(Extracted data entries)
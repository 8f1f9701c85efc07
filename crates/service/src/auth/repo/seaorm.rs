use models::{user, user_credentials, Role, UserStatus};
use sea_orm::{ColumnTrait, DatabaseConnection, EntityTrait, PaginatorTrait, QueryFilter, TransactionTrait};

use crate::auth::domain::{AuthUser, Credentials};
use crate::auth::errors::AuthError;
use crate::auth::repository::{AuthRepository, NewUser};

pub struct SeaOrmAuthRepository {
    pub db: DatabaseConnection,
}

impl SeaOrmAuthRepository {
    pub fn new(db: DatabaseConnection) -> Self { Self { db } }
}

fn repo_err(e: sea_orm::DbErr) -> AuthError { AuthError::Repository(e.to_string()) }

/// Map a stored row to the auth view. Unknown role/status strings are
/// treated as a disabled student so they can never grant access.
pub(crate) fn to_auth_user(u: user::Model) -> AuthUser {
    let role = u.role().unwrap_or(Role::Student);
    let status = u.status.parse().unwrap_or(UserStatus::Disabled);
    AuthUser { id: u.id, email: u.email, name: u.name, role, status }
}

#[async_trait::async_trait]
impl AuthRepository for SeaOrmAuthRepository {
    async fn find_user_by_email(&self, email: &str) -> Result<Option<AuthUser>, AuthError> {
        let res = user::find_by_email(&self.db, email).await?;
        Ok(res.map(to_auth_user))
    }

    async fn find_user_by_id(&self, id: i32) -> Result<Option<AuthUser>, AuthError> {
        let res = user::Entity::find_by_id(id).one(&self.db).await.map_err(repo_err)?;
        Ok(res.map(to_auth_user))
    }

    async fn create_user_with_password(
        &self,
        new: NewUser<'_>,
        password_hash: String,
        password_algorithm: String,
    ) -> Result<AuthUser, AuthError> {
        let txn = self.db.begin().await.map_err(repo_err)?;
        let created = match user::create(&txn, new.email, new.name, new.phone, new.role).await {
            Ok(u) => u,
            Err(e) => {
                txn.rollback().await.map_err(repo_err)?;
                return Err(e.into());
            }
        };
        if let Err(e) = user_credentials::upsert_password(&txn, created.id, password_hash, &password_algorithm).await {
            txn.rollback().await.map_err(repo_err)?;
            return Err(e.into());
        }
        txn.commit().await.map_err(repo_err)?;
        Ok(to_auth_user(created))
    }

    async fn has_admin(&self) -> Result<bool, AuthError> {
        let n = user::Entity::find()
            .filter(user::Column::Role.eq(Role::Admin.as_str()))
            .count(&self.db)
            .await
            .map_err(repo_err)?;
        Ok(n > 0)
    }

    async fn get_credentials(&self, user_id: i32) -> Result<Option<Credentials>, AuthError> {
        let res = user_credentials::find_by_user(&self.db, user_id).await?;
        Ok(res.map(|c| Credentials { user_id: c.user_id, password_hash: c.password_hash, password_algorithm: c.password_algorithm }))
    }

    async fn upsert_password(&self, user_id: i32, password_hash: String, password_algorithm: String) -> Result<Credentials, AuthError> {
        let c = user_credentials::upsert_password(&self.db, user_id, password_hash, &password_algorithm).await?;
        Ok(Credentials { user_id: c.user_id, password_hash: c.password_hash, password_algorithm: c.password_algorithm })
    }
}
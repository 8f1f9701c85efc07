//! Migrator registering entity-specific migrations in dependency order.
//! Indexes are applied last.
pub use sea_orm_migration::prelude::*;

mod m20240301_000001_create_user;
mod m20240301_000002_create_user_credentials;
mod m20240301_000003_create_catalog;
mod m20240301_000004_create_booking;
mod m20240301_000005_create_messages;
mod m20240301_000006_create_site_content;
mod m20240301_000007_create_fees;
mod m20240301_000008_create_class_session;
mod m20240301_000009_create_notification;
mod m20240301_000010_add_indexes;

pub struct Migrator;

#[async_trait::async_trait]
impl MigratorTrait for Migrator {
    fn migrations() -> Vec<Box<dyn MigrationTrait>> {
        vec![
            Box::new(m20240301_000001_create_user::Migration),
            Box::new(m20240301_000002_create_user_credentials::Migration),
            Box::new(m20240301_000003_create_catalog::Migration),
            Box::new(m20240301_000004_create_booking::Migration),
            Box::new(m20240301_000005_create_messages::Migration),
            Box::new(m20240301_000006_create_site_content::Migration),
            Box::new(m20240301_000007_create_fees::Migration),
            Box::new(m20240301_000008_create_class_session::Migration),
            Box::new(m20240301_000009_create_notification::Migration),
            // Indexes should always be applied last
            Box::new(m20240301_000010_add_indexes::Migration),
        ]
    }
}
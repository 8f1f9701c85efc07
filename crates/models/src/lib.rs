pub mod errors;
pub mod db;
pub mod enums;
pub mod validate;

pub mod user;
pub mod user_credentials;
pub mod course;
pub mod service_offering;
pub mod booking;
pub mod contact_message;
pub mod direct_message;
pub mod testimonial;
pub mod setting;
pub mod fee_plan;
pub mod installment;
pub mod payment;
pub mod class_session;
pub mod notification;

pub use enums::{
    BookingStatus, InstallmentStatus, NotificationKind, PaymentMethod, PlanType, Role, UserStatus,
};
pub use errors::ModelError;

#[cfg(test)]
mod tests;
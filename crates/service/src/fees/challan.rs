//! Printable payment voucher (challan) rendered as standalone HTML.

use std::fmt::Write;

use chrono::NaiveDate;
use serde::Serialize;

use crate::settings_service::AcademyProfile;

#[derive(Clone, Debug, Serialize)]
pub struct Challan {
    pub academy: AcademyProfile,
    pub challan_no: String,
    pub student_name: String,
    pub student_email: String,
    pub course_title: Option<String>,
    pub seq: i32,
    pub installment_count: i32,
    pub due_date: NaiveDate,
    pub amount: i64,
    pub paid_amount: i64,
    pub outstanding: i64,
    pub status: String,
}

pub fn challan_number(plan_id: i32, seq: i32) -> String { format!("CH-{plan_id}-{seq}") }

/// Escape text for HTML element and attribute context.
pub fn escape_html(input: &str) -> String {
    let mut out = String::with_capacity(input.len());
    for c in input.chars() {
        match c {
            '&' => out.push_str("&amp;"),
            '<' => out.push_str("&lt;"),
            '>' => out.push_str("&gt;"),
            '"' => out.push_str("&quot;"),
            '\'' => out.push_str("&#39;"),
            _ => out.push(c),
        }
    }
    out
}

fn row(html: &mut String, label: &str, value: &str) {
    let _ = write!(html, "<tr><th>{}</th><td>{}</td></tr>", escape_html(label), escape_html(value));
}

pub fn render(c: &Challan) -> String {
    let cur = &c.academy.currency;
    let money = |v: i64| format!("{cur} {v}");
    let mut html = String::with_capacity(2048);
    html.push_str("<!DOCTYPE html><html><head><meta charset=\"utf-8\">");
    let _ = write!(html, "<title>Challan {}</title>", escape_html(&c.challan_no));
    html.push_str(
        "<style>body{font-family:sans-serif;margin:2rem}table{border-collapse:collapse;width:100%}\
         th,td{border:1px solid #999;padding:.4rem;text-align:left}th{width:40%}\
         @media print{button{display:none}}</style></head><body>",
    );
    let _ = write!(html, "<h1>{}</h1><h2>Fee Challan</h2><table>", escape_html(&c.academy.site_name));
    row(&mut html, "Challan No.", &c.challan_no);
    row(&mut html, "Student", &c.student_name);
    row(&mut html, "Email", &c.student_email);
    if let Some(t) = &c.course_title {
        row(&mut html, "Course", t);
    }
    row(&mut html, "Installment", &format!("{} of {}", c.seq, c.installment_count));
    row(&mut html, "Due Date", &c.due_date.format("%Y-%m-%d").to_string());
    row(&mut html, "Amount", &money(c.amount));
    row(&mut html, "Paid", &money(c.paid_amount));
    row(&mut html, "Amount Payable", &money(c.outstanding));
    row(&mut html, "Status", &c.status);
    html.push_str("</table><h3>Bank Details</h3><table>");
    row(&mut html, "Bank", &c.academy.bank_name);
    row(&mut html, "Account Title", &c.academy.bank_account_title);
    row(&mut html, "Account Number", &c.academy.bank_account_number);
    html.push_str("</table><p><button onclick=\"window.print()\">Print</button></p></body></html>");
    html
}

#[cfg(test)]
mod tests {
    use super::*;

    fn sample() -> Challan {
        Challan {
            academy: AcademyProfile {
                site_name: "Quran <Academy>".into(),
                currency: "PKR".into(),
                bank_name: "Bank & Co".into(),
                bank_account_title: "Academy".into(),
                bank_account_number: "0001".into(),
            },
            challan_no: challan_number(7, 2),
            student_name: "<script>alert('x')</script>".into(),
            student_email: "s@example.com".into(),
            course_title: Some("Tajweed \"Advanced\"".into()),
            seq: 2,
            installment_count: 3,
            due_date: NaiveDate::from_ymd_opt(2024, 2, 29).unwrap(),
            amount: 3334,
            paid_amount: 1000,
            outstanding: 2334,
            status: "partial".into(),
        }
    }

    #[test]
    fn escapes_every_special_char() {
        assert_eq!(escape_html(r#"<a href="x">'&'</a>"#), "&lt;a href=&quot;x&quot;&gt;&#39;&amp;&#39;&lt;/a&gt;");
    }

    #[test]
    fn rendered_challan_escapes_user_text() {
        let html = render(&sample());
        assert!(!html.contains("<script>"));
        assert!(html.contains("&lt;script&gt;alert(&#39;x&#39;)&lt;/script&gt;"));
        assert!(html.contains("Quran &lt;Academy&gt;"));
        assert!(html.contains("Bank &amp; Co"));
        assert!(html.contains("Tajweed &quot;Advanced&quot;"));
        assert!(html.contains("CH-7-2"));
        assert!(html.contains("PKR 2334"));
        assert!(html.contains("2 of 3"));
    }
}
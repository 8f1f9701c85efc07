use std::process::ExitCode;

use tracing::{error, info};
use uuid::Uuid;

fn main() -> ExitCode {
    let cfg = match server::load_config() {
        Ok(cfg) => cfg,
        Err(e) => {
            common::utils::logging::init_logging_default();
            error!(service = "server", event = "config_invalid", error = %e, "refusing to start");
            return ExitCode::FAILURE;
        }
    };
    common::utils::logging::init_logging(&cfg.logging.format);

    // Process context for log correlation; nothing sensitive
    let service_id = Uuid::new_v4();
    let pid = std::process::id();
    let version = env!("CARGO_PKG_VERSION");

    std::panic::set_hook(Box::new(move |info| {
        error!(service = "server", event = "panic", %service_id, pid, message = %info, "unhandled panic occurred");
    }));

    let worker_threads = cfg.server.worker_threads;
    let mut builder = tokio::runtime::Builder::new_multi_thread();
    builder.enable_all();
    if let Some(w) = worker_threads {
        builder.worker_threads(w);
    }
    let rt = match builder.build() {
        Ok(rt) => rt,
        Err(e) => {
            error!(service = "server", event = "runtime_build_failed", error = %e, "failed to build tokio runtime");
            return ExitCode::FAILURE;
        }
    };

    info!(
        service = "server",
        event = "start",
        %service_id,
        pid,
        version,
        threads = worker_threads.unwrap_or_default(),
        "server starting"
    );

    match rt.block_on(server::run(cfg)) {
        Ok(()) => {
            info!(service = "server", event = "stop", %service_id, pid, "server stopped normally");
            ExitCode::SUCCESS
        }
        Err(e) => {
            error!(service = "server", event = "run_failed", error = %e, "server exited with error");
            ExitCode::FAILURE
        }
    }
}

▸ WHAT THE EXERCISE ASKS:
Each line in the entries above, starting at the line with "are applied last." and ending at the line with "pub mod course;", is to be printed exactly, and only those lines.

▸ REPLY:
//! Indexes are applied last.
pub use sea_orm_migration::prelude::*;

mod m20240301_000001_create_user;
mod m20240301_000002_create_user_credentials;
mod m20240301_000003_create_catalog;
mod m20240301_000004_create_booking;
mod m20240301_000005_create_messages;
mod m20240301_000006_create_site_content;
mod m20240301_000007_create_fees;
mod m20240301_000008_create_class_session;
mod m20240301_000009_create_notification;
mod m20240301_000010_add_indexes;

pub struct Migrator;

#[async_trait::async_trait]
impl MigratorTrait for Migrator {
    fn migrations() -> Vec<Box<dyn MigrationTrait>> {
        vec![
            Box::new(m20240301_000001_create_user::Migration),
            Box::new(m20240301_000002_create_user_credentials::Migration),
            Box::new(m20240301_000003_create_catalog::Migration),
            Box::new(m20240301_000004_create_booking::Migration),
            Box::new(m20240301_000005_create_messages::Migration),
            Box::new(m20240301_000006_create_site_content::Migration),
            Box::new(m20240301_000007_create_fees::Migration),
            Box::new(m20240301_000008_create_class_session::Migration),
            Box::new(m20240301_000009_create_notification::Migration),
            // Indexes should always be applied last
            Box::new(m20240301_000010_add_indexes::Migration),
        ]
    }
}
repository 8f1f9701c85efc07
filename crates/models/src/lib.rs
pub mod errors;
pub mod db;
pub mod enums;
pub mod validate;

pub mod user;
pub mod user_credentials;
pub mod course;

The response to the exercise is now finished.